» Records for the task
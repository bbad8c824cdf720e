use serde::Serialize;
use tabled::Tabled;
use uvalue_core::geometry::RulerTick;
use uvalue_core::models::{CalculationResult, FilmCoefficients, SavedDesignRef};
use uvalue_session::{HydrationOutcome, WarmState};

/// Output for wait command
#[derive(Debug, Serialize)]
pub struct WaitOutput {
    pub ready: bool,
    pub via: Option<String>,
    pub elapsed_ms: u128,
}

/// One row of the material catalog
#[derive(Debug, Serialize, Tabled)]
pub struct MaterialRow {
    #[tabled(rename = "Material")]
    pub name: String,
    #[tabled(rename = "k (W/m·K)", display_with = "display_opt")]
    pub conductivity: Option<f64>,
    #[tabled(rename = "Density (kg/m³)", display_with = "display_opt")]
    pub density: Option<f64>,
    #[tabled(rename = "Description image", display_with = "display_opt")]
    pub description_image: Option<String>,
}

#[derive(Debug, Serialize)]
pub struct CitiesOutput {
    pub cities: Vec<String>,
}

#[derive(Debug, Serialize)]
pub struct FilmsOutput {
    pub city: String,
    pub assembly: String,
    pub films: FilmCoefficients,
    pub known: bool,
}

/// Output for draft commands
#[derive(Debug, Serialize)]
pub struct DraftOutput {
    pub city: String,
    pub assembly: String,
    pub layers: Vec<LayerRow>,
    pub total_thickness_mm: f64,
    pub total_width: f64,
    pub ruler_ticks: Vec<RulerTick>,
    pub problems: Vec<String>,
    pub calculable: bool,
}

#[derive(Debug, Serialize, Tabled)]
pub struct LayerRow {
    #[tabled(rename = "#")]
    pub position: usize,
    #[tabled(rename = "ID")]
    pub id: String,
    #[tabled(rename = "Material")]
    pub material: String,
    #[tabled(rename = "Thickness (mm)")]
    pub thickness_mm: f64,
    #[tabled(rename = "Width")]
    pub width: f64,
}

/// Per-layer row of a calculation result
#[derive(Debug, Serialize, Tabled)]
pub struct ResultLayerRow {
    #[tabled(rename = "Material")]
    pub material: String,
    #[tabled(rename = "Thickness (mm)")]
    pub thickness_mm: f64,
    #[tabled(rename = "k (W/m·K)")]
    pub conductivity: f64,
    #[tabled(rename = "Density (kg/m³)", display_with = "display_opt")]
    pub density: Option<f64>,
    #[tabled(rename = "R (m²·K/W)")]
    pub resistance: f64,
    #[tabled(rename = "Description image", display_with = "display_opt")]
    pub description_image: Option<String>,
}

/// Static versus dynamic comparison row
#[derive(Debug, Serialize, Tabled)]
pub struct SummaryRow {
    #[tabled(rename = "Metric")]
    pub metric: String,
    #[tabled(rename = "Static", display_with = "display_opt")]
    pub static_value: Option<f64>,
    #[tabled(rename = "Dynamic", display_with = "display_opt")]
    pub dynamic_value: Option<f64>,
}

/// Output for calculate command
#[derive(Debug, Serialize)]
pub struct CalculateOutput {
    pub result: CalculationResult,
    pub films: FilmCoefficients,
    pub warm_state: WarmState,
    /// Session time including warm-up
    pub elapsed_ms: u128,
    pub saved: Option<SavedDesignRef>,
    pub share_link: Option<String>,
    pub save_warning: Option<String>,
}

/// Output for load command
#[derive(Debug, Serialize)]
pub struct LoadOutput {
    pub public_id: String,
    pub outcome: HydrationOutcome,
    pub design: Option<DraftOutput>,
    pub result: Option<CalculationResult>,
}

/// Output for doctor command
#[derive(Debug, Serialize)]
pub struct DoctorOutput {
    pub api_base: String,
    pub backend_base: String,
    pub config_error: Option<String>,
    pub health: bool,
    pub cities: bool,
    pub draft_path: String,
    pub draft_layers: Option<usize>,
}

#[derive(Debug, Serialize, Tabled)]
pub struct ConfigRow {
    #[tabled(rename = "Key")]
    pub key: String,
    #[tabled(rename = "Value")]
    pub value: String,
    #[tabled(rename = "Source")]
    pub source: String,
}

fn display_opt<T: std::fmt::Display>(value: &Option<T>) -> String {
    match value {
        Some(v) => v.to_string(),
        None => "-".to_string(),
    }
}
...
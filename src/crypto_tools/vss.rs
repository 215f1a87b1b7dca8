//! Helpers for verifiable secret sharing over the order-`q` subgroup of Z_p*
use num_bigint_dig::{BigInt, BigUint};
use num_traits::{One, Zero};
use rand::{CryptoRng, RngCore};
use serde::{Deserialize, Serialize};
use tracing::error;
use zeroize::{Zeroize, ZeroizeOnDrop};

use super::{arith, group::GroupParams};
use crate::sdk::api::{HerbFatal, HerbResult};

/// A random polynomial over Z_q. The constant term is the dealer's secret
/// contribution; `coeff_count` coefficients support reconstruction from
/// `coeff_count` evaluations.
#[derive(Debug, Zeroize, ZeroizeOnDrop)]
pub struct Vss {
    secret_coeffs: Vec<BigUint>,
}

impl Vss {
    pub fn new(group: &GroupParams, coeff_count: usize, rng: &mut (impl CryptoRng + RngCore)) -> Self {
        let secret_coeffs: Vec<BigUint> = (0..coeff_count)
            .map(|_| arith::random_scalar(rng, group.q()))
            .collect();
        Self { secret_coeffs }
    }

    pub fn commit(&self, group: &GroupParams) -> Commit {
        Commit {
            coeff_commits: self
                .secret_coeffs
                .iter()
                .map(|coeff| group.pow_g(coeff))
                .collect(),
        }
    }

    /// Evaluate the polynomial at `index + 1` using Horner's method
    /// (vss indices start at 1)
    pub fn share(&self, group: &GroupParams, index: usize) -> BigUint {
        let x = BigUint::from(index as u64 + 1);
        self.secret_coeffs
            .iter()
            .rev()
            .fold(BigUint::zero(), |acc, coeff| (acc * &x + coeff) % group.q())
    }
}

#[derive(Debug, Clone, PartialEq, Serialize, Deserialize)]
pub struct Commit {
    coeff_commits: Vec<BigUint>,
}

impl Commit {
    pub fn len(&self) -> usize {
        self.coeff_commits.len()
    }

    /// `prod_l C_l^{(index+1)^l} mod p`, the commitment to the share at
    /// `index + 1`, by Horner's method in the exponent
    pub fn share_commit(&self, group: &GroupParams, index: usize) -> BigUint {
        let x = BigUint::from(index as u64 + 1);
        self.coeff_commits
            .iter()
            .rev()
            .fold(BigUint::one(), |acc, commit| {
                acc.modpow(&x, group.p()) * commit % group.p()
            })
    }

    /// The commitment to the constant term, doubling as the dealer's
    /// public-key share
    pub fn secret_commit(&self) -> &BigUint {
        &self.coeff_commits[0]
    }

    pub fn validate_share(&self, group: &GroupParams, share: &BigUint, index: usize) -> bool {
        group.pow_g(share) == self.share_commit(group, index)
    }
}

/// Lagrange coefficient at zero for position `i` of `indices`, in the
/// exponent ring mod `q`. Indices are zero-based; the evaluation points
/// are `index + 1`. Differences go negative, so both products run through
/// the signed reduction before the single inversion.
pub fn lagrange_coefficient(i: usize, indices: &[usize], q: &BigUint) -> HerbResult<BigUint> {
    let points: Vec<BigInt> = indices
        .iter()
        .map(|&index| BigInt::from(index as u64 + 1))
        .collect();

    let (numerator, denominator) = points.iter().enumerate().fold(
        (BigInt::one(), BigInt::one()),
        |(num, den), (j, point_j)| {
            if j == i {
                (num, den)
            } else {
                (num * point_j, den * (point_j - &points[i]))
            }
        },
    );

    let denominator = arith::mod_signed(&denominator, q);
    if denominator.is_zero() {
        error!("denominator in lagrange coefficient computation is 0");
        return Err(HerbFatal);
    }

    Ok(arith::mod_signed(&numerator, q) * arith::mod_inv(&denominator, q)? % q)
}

» Work required
The reply must be a number and nothing more: the count of lines above that contain the word "method".

» Exercise answer
2